Seriously guys, if I’m going to be an allergy mom I’m going to need a truckload of Xanax.
I gave the Benadryl and watched her, all the while trying to figure out what caused the reaction. While I was giving her a bath, it clicked. When we left day care, the teacher handed E a pacifier. It was the same brand we use, but from across the room it didn’t quite look familiar to me. I got distracted and scooped E up and took her out to the car, and only later did I determine that pacifier was in fact not ours. No big deal, right? We were already home, it was the weekend, and the babies swap pacifiers at day care all the time. It’s kind of hard to prevent it. We’d just take it back on Monday. I didn’t think anything of it.

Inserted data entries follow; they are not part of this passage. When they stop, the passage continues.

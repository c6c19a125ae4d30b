use objview_render::{DisplayTree, Segment, StyleHint};
use owo_colors::OwoColorize;

/// Flatten a display tree into a line of text, optionally ANSI-colored by
/// segment kind and style hint.
pub fn render_text(tree: &DisplayTree, enable_color: bool) -> String {
    if !enable_color {
        return tree.flatten();
    }

    let mut out = String::new();
    append_colored(tree, &mut out);
    out
}

fn append_colored(tree: &DisplayTree, out: &mut String) {
    for segment in tree.segments() {
        match segment {
            Segment::Text(text) => out.push_str(text),
            Segment::TypeName(name) => out.push_str(&name.bold().to_string()),
            Segment::PropertyName(name) => out.push_str(&name.cyan().to_string()),
            Segment::Value { text, hint } => out.push_str(&colorize(text, *hint)),
            Segment::Nested(nested) => append_colored(nested, out),
        }
    }
}

fn colorize(text: &str, hint: StyleHint) -> String {
    match hint {
        StyleHint::String => text.green().to_string(),
        StyleHint::Number => text.yellow().to_string(),
        StyleHint::Boolean => text.magenta().to_string(),
        StyleHint::Symbol => text.magenta().to_string(),
        StyleHint::Null => text.bright_black().to_string(),
        StyleHint::Regexp => text.red().to_string(),
        StyleHint::Date => text.blue().to_string(),
        StyleHint::Plain => text.to_string(),
    }
}
use crate::tree::{Segment, StyleHint};
use objview_types::{Preview, PreviewKind, PreviewSubtype};

/// Renders terminal (non-expandable) previews and fallback property text.
///
/// The renderer delegates every leaf to this trait so hosts can plug in
/// their own styling surface; [`TextFormatter`] is the plain default.
pub trait ValueFormatter {
    /// Format a preview that renders as a single value: a bare scalar, or
    /// the null/regexp short-circuits.
    fn format_value(&self, preview: &Preview) -> Segment;

    /// Format pre-formatted fallback text attached to a property.
    fn format_raw(&self, raw: &str) -> Segment;
}

/// Default formatter: emits the preview's description verbatim, tagged with
/// a style hint guessed from its kind and subtype.
#[derive(Debug, Clone, Copy, Default)]
pub struct TextFormatter;

impl ValueFormatter for TextFormatter {
    fn format_value(&self, preview: &Preview) -> Segment {
        Segment::Value {
            text: preview.description.clone(),
            hint: style_hint_for(preview),
        }
    }

    fn format_raw(&self, raw: &str) -> Segment {
        Segment::Value {
            text: raw.to_string(),
            hint: StyleHint::Plain,
        }
    }
}

/// Guess a styling category for a terminal preview.
///
/// The upstream protocol collapses primitive types into one kind, so for
/// primitives the description itself is the only signal left.
fn style_hint_for(preview: &Preview) -> StyleHint {
    match preview.kind {
        PreviewKind::Object => match preview.subtype {
            Some(PreviewSubtype::Null) => StyleHint::Null,
            Some(PreviewSubtype::Regexp) => StyleHint::Regexp,
            Some(PreviewSubtype::Date) => StyleHint::Date,
            _ => StyleHint::Plain,
        },
        PreviewKind::Primitive => {
            let description = preview.description.as_str();
            if description == "true" || description == "false" {
                StyleHint::Boolean
            } else if description == "undefined" {
                StyleHint::Plain
            } else if description.parse::<f64>().is_ok() {
                StyleHint::Number
            } else if description.starts_with("Symbol(") {
                StyleHint::Symbol
            } else {
                StyleHint::String
            }
        }
    }
}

Until that vomit episode and that rash and no solid explanation for it. I immediately jumped on to Facebook and posed the question in the allergy mom support group I’m in. Was it possible? Could some other kid have had that pacifier in his/her mouth after eating peanut butter, and now it was causing E to react?
I’ll never know for certain but the support group seemed to think so. All of the advice I got was to “epi,” the pseudo-verb used to describe using the EpiPen, and take E to the ER. By this time the Benadryl had kicked in and E was asleep, and I was having an anxiety attack wondering if I shouldn’t have second-guessed the Epi.
Luckily E was okay. I watched the video monitor like a hawk until I went to bed, and I checked it the numerous times I woke during the night. E still has pink spots where the hives had been, but the vomiting has subsided and she’s acting A-OK.
As if food allergy moms don’t have enough to worry about, now I have to worry about her grabbing the other babies’ pacifiers at day care. The teachers can keep an eye out but this one is really hard to avoid and even I can understand that. I suppose all I can do is ask for extra precautions to be taken, and thank my lucky stars we have the EpiPen just in case.